DEIR AL-BALAH, Gaza — Mohammed Abu Al-Qumsan had just collected birth certificates for his newborn twins when he received devastating news: his wife, their babies, and his mother-in-law had been killed in an Israeli airstrike on the apartment where they had taken refuge.
Clutching the laminated documents, which should have marked a joyful moment in the embattled Palestinian enclave, Abu Al-Qumsan was inconsolable at the morgue where their bodies had been taken.
“My wife is gone, my two babies, and my mother-in-law. I was told it was a tank shell that hit the apartment they were sheltering in, in a house where we had been displaced,” said the 31-year-old, recalling the heart-wrenching phone call from neighbors.
Abu Al-Qumsan and others carried his boy and girl, Asser and Ayssel, wrapped in white burial shrouds—tragically familiar scenes in Gaza, where Israeli air and land strikes have forced hundreds of thousands to constantly flee in search of safety.

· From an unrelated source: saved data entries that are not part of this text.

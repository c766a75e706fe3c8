//! The single error type returned by every `/api` handler.
//!
//! Each variant maps to one HTTP status and is rendered as `{"error": "..."}`.
//! Datastore and spreadsheet failures are logged with their full detail but
//! reach the client only as a short, generic message.

use actix_web::error::{JsonPayloadError, QueryPayloadError};
use actix_web::http::StatusCode;
use actix_web::{HttpRequest, HttpResponse, ResponseError};
use common::responses::{ErrorBody, SavedTable};
use log::{error, warn};
use rusqlite::ffi;
use thiserror::Error;

#[derive(Debug, Error)]
pub enum ApiError {
    /// A required field is missing or malformed.
    #[error("{0}")]
    Validation(String),
    #[error("{0}")]
    NotFound(String),
    /// A unique value is already taken or a name is still referenced.
    #[error("{0}")]
    Conflict(String),
    #[error("database error: {0}")]
    Database(rusqlite::Error),
    #[error("spreadsheet error: {0}")]
    Export(#[from] rust_xlsxwriter::XlsxError),
    #[error("{0}")]
    Internal(String),
    /// A batch save failed after some tables were already written.
    #[error("{cause} ({} tables saved before the failure)", .saved.len())]
    PartialSave {
        saved: Vec<SavedTable>,
        cause: Box<ApiError>,
    },
}

impl From<rusqlite::Error> for ApiError {
    fn from(err: rusqlite::Error) -> Self {
        match &err {
            rusqlite::Error::SqliteFailure(failure, _)
                if failure.extended_code == ffi::SQLITE_CONSTRAINT_UNIQUE
                    || failure.extended_code == ffi::SQLITE_CONSTRAINT_PRIMARYKEY =>
            {
                ApiError::Conflict("a record with the same unique value already exists".to_string())
            }
            _ => ApiError::Database(err),
        }
    }
}

impl ApiError {
    /// Wraps `cause` so the response still reports the tables in `saved`.
    pub fn partial(saved: Vec<SavedTable>, cause: ApiError) -> Self {
        if saved.is_empty() {
            cause
        } else {
            ApiError::PartialSave {
                saved,
                cause: Box::new(cause),
            }
        }
    }

    fn public_message(&self) -> String {
        match self {
            ApiError::PartialSave { cause, .. } => cause.public_message(),
            ApiError::Database(_) => "the datastore could not complete the request".to_string(),
            ApiError::Export(_) => "the spreadsheet could not be generated".to_string(),
            ApiError::Internal(_) => "internal server error".to_string(),
            other => other.to_string(),
        }
    }
}

impl ResponseError for ApiError {
    fn status_code(&self) -> StatusCode {
        match self {
            ApiError::Validation(_) => StatusCode::BAD_REQUEST,
            ApiError::NotFound(_) => StatusCode::NOT_FOUND,
            ApiError::Conflict(_) => StatusCode::CONFLICT,
            ApiError::Database(_) | ApiError::Export(_) | ApiError::Internal(_) => {
                StatusCode::INTERNAL_SERVER_ERROR
            }
            ApiError::PartialSave { cause, .. } => cause.status_code(),
        }
    }

    fn error_response(&self) -> HttpResponse {
        let status = self.status_code();
        if status.is_server_error() {
            error!("{}", self);
        } else {
            warn!("request rejected ({}): {}", status.as_u16(), self);
        }
        let mut body = ErrorBody::new(self.public_message());
        if let ApiError::PartialSave { saved, .. } = self {
            body.saved = saved.clone();
        }
        HttpResponse::build(status).json(body)
    }
}

/// Turns unparseable JSON bodies into the usual `400 {"error"}` response.
pub fn json_error_handler(err: JsonPayloadError, _req: &HttpRequest) -> actix_web::Error {
    ApiError::Validation(format!("malformed request body: {}", err)).into()
}

/// Same for query strings such as `?id=abc`.
pub fn query_error_handler(err: QueryPayloadError, _req: &HttpRequest) -> actix_web::Error {
    ApiError::Validation(format!("malformed query string: {}", err)).into()
}
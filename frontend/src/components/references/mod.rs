//! Editor for the reference lists: forest units, products, species and the
//! buyer purchase templates.
//!
//! The panel owns only its form drafts. The lists themselves belong to the
//! plan editor, which reloads them whenever `on_changed` fires.

use yew::prelude::*;

mod messages;
mod props;
mod state;
mod update;
mod view;

pub use messages::Msg;
pub use props::ReferencesProps;
pub use state::ReferencesPanel;

impl Component for ReferencesPanel {
    type Message = Msg;
    type Properties = ReferencesProps;

    fn create(_ctx: &Context<Self>) -> Self {
        ReferencesPanel::new()
    }

    fn update(&mut self, ctx: &Context<Self>, msg: Self::Message) -> bool {
        update::update(self, ctx, msg)
    }

    fn view(&self, ctx: &Context<Self>) -> Html {
        view::view(self, ctx)
    }
}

At Al-Aqsa Martyrs Hospital in Deir al-Balah, a man prayed over the small bodies as they were placed in the back of a vehicle, while onlookers crowded the hospital’s balconies, overwhelmed by the ongoing violence.
Months after the Gaza war ignited, Israel’s military strikes, tank shells, and severe shortages of medicine, food, and clean water have pushed the densely populated area to the brink of collapse.
“Today will be remembered as the day the occupation army targeted newborn children, barely four days old, along with their mother and grandmother,” said Dr. Khalil al-Daqran, a hospital doctor.
Israel maintains that it takes extensive measures to avoid civilian casualties and accuses Hamas of using civilians as human shields—an accusation the militant group denies.
The conflict erupted when Hamas launched a cross-border raid into Israel on October 7, killing 1,200 people and taking over 250 hostages, according to Israeli reports.
Israel’s retaliatory offensive has since resulted in nearly 40,000 deaths and over 92,000 injuries, according to Gaza health officials, while much of the territory has been reduced to rubble.